Quand le projet d’ordonnance relatif à la correction de la réforme des autorisations d’urbanisme ignore l’article L.421-6 (al.1) du Code de l’urbanisme et, partant, ne règle qu’une partie du problème visé.


Allez savoir pourquoi mais certains arrêts marquent les esprits plus que d’autres. Ainsi, alors qu’il proposait une solution loin d’être inédites en la matière, qui plus est issue d’une jurisprudence ancienne, l’arrêt par laquelle la Cour administrative d’appel de Versailles (CAA. Versailles, 29 décembre 2009, Cne de Meudon, req. n°08VE03693) a annulé la totalité d’un permis de construire un ensemble immobilier au motif que l’aménagement intérieur du local « ERP » en rez-de-chaussée n’était pas déterminé a eu un certain « retentissement ».


C’est en conséquence qu’aux fins de régler cette problématique, le projet d’ordonnance relatif à la correction de la réforme des autorisations d’urbanisme entend ajouter à l’article L.425-3 du Code de l’urbanisme l’alinéa 2 suivant :

« Toutefois, lorsque l'affectation de l’établissement recevant du public ou d'une partie de celui-ci n'est pas connue lors du dépôt de la demande de permis de construire, le permis de construire indique qu’une autorisation complémentaire au seul titre de l’article L. 111-8 du code de la construction et de l'habitation devra être demandée en ce qui concerne l'aménagement intérieur de la partie de bâtiment concernée ».

La cause du problème rencontré par les promoteurs souhaitant vendre des locaux « ERP » à des investisseurs n’étant pas connus au moment de l’obtention du permis de construire tiendrait donc à l’alinéa 1er de l’article L.425-3 précité et, partant, le futur alinéa 2 résoudra à lui seul l’ensemble de cette problématique. Pas si sûr. Et non seulement il n’est pas si évident que l’ajout de cet alinéa soit nécessaire s’agissant de ce qui ne constitue en fait que l’un des aspects de cette problématique mais surtout il est clair que ce nouveau dispositif sera totalement inopérant à l’égard des autres.

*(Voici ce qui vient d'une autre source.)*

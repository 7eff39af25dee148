// File: src/service.rs
// Purpose: Entry points for each way of validating a submitted item form

use anyhow::Result;
use rusty_binding::{
    invoke_validator, BindingResult, DataBinder, Error, FormContext, FormData, MessageCodesResolver,
    MessageSource, Orchestrator,
};

use crate::config::{Config, ItemRules};
use crate::constraints::{item_constraints, save_form_constraints, update_form_constraints, SAVE_CHECK, UPDATE_CHECK};
use crate::forms::{ItemSaveForm, ItemUpdateForm};
use crate::inline::{validate_inline, InlineStyle};
use crate::item::{Item, Priced, OBJECT_NAME};
use crate::item_validator::ItemValidator;
use crate::total_price::check_total_price;

/// A bound candidate together with everything recorded about it.
#[derive(Debug, Clone)]
pub struct Submission<T> {
    pub target: T,
    pub errors: BindingResult,
}

impl<T> Submission<T> {
    pub fn is_valid(&self) -> bool {
        !self.errors.has_errors()
    }

    /// The candidate when the pass was clean, the errors otherwise.
    pub fn into_result(self) -> std::result::Result<T, BindingResult> {
        if self.errors.has_errors() {
            Err(self.errors)
        } else {
            Ok(self.target)
        }
    }
}

/// The item form validations, built once at startup and shared by handlers.
pub struct ItemValidations {
    rules: ItemRules,
    messages: MessageSource,
    codes_resolver: MessageCodesResolver,
    validator: ItemValidator,
    bound_validator: Orchestrator<Item>,
    item_groups: Orchestrator<Item>,
    save_form: Orchestrator<ItemSaveForm>,
    update_form: Orchestrator<ItemUpdateForm>,
}

impl ItemValidations {
    /// Fails when the configured rules produce malformed constraints.
    pub fn new(rules: ItemRules, messages: MessageSource, codes_resolver: MessageCodesResolver) -> Result<Self, Error> {
        let min_total = rules.min_total_price;
        let validator = ItemValidator::new(rules);

        let bound_validator = Orchestrator::builder(OBJECT_NAME)
            .validator(validator.clone())
            .codes_resolver(codes_resolver.clone())
            .build()?;
        let item_groups = Orchestrator::builder(OBJECT_NAME)
            .constraints(item_constraints(&rules)?)
            .object_check(move |item: &Item, errors: &mut BindingResult| check_total_price(item, min_total, errors))
            .codes_resolver(codes_resolver.clone())
            .build()?;
        let save_form = Orchestrator::builder(OBJECT_NAME)
            .constraints(save_form_constraints(&rules)?)
            .object_check(move |form: &ItemSaveForm, errors: &mut BindingResult| {
                check_total_price(form, min_total, errors)
            })
            .codes_resolver(codes_resolver.clone())
            .build()?;
        let update_form = Orchestrator::builder(OBJECT_NAME)
            .constraints(update_form_constraints(&rules)?)
            .object_check(move |form: &ItemUpdateForm, errors: &mut BindingResult| {
                check_total_price(form, min_total, errors)
            })
            .codes_resolver(codes_resolver.clone())
            .build()?;

        Ok(Self {
            rules,
            messages,
            codes_resolver,
            validator,
            bound_validator,
            item_groups,
            save_form,
            update_form,
        })
    }

    /// Rules, codes format and message catalogs from configuration.
    pub fn from_config(config: &Config) -> Result<Self> {
        let messages = config.messages.message_source()?;
        Ok(Self::new(config.rules, messages, config.messages.codes_resolver())?)
    }

    pub fn rules(&self) -> &ItemRules {
        &self.rules
    }

    pub fn messages(&self) -> &MessageSource {
        &self.messages
    }

    pub fn codes_resolver(&self) -> &MessageCodesResolver {
        &self.codes_resolver
    }

    pub fn save_form_orchestrator(&self) -> &Orchestrator<ItemSaveForm> {
        &self.save_form
    }

    fn binder(&self) -> DataBinder {
        DataBinder::new(OBJECT_NAME).with_codes_resolver(self.codes_resolver.clone())
    }

    /// Bind form parameters onto a new item. Conversion failures are
    /// already recorded in the returned result.
    pub fn bind_item(&self, form: &FormData) -> Submission<Item> {
        let (target, errors) = self.binder().bind::<Item>(form);
        Submission { target, errors }
    }

    /// Hand-written checks in the given style.
    pub fn validate_inline(&self, form: &FormData, style: InlineStyle) -> Result<Submission<Item>, Error> {
        let mut submission = self.bind_item(form);
        validate_inline(style, &submission.target, &self.rules, &mut submission.errors)?;
        log_outcome("inline", &submission);
        Ok(submission)
    }

    /// `ItemValidator` called directly, checking `supports` first.
    pub fn validate_with_validator(&self, form: &FormData) -> Result<Submission<Item>, Error> {
        let mut submission = self.bind_item(form);
        invoke_validator(&self.validator, &submission.target, &mut submission.errors)?;
        log_outcome("validator", &submission);
        Ok(submission)
    }

    /// `ItemValidator` registered with an orchestrator.
    pub fn validate_bound(&self, form: &FormData) -> Submission<Item> {
        let mut submission = self.bind_item(form);
        self.bound_validator
            .run_into(&submission.target, None, &mut submission.errors);
        log_outcome("bound validator", &submission);
        submission
    }

    /// Add: item constraints in the save group plus the total-price rule.
    pub fn create(&self, form: &FormData) -> Submission<Item> {
        let mut submission = self.bind_item(form);
        self.item_groups
            .run_into(&submission.target, Some(SAVE_CHECK), &mut submission.errors);
        log_outcome("create", &submission);
        submission
    }

    /// Edit: item constraints in the update group plus the total-price rule.
    pub fn update(&self, form: &FormData) -> Submission<Item> {
        let mut submission = self.bind_item(form);
        self.item_groups
            .run_into(&submission.target, Some(UPDATE_CHECK), &mut submission.errors);
        log_outcome("update", &submission);
        submission
    }

    /// Add through the dedicated form object.
    pub fn save_form(&self, form: &FormData) -> Submission<ItemSaveForm> {
        let (target, mut errors) = self.binder().bind::<ItemSaveForm>(form);
        self.save_form.run_into(&target, None, &mut errors);
        let submission = Submission { target, errors };
        log_outcome("save form", &submission);
        submission
    }

    /// Edit through the dedicated form object.
    pub fn update_form(&self, form: &FormData) -> Submission<ItemUpdateForm> {
        let (target, mut errors) = self.binder().bind::<ItemUpdateForm>(form);
        self.update_form.run_into(&target, None, &mut errors);
        let submission = Submission { target, errors };
        log_outcome("update form", &submission);
        submission
    }

    /// Messages and redisplay values for re-showing the form.
    pub fn form_context(&self, errors: &BindingResult) -> FormContext {
        FormContext::from_result(errors, &self.messages)
    }
}

fn log_outcome<T: Priced>(approach: &str, submission: &Submission<T>) {
    if submission.errors.has_errors() {
        tracing::info!("{} - {}", approach, submission.errors);
    } else {
        tracing::debug!(
            "{} - accepted (price={:?}, quantity={:?})",
            approach,
            submission.target.price(),
            submission.target.quantity()
        );
    }
}

#[cfg(test)]
mod tests {
    use super::*;
    use pretty_assertions::assert_eq;

    fn validations() -> ItemValidations {
        ItemValidations::from_config(&Config::default()).unwrap()
    }

    fn form(pairs: &[(&str, &str)]) -> FormData {
        pairs.iter().copied().collect()
    }

    #[test]
    fn test_create_accepts_valid_item() {
        let submission = validations().create(&form(&[
            ("itemName", "pen"),
            ("price", "10000"),
            ("quantity", "10"),
            ("email", "a@b.com"),
        ]));
        assert!(submission.is_valid());
        let item = submission.into_result().unwrap();
        assert_eq!(item.price, Some(10_000));
    }

    #[test]
    fn test_update_requires_id() {
        let submission = validations().update(&form(&[
            ("itemName", "pen"),
            ("price", "10000"),
            ("quantity", "10"),
            ("email", "a@b.com"),
        ]));
        assert_eq!(submission.errors.field_error("id").unwrap().code(), Some("NotNull"));
    }

    #[test]
    fn test_bound_validator_matches_direct_call() {
        let input = form(&[("itemName", ""), ("price", "500"), ("quantity", "1"), ("email", "x")]);
        let validations = validations();
        let direct = validations.validate_with_validator(&input).unwrap();
        let bound = validations.validate_bound(&input);
        assert_eq!(direct.errors.all_errors(), bound.errors.all_errors());
    }

    #[test]
    fn test_form_context_after_failed_create() {
        let validations = validations();
        let submission = validations.create(&form(&[("itemName", "pen"), ("price", "qqq"), ("quantity", "1")]));
        let context = validations.form_context(&submission.errors);
        assert_eq!(context.get_error("price"), Some("Please enter a number."));
        assert_eq!(context.get_value("price"), Some("qqq"));
        assert_eq!(context.get_value("itemName"), Some("pen"));
    }
}
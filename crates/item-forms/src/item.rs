// File: src/item.rs
// Purpose: The item record bound from add/edit forms

use rusty_binding::{bind_text, parse_number, BindFailure, Bindable, FieldSpec, Value};
use serde::{Deserialize, Serialize};
use std::fmt;

/// Object name every item pass records its errors under.
pub const OBJECT_NAME: &str = "item";

#[derive(Debug, Clone, Default, PartialEq, Eq, Serialize, Deserialize)]
#[serde(rename_all = "camelCase")]
pub struct Item {
    pub id: Option<i64>,
    pub item_name: Option<String>,
    pub price: Option<i32>,
    pub quantity: Option<i32>,
    pub email: Option<String>,
}

impl Item {
    pub fn new(item_name: impl Into<String>, price: i32, quantity: i32) -> Self {
        Self {
            id: None,
            item_name: Some(item_name.into()),
            price: Some(price),
            quantity: Some(quantity),
            email: None,
        }
    }

    pub fn with_email(mut self, email: impl Into<String>) -> Self {
        self.email = Some(email.into());
        self
    }
}

/// Anything carrying the two numbers the total-price rule multiplies.
pub trait Priced {
    fn price(&self) -> Option<i32>;
    fn quantity(&self) -> Option<i32>;
}

impl Priced for Item {
    fn price(&self) -> Option<i32> {
        self.price
    }

    fn quantity(&self) -> Option<i32> {
        self.quantity
    }
}

impl Bindable for Item {
    const FIELDS: &'static [FieldSpec] = &[
        FieldSpec::long("id"),
        FieldSpec::text("itemName"),
        FieldSpec::integer("price"),
        FieldSpec::integer("quantity"),
        FieldSpec::text("email"),
    ];

    fn field_value(&self, field: &str) -> Option<Value> {
        match field {
            "id" => Some(self.id.into()),
            "itemName" => Some(self.item_name.clone().into()),
            "price" => Some(self.price.into()),
            "quantity" => Some(self.quantity.into()),
            "email" => Some(self.email.clone().into()),
            _ => None,
        }
    }

    fn bind_field(&mut self, field: &str, raw: &str) -> Result<(), BindFailure> {
        match field {
            "id" => self.id = parse_number(raw)?,
            "itemName" => self.item_name = bind_text(raw),
            "price" => self.price = parse_number(raw)?,
            "quantity" => self.quantity = parse_number(raw)?,
            "email" => self.email = bind_text(raw),
            _ => return Err(BindFailure::UnknownField),
        }
        Ok(())
    }
}

impl fmt::Display for Item {
    fn fmt(&self, f: &mut fmt::Formatter<'_>) -> fmt::Result {
        write!(
            f,
            "Item(id={}, itemName={}, price={}, quantity={}, email={})",
            display_opt(&self.id),
            display_opt(&self.item_name),
            display_opt(&self.price),
            display_opt(&self.quantity),
            display_opt(&self.email)
        )
    }
}

pub(crate) fn display_opt<T: fmt::Display>(value: &Option<T>) -> String {
    value.as_ref().map_or_else(|| "null".to_string(), |v| v.to_string())
}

Il faut en effet rappeler que l’ensemble de la jurisprudence rendue en la matière procédait de l’ancien article L.421-3 du Code de l’urbanisme qui dans sa rédaction en vigueur avant le 1er octobre 20007 disposait non seulement, d’une façon générale, que « le permis de construire ne peut être accordé que si les constructions projetées sont conformes aux dispositions législatives et réglementaires concernant l'implantation des constructions, leur destination, leur nature, leur architecture, leurs dimensions, leur assainissement et l'aménagement de leurs abords et si le demandeur s'engage à respecter les règles générales de construction prises en application du chapitre Ier du titre Ier du livre Ier du code de la construction et de l'habitation » mais précisait, plus spécifiquement, qu’en « outre, pour les immeubles de grande hauteur ou les établissements recevant du public, le permis de construire ne peut être délivré que si les constructions ou les travaux projetés sont conformes aux règles de sécurité propres à ce type d'immeubles ou d'établissements, que les locaux concernés soient ou non à usage d'habitation. Pour les établissements recevant du public, le permis de construire ne peut être délivré que si les constructions ou les travaux projetés sont conformes aux dispositions de l'article L. 111-7 du code de la construction et de l'habitation ».

Il s’ensuit que sous l’empire de ce dispositif, les règles de sécurité et d’accessibilité applicables aux « ERP » étaient placées au même rang que l’ensemble des normes d’urbanisme qu’un permis de construire avait « naturellement » vocation à sanctionner. Le respect de l’ensemble de cette règlementation était une condition sans laquelle « le permis de p(ouvai)t être délivré ».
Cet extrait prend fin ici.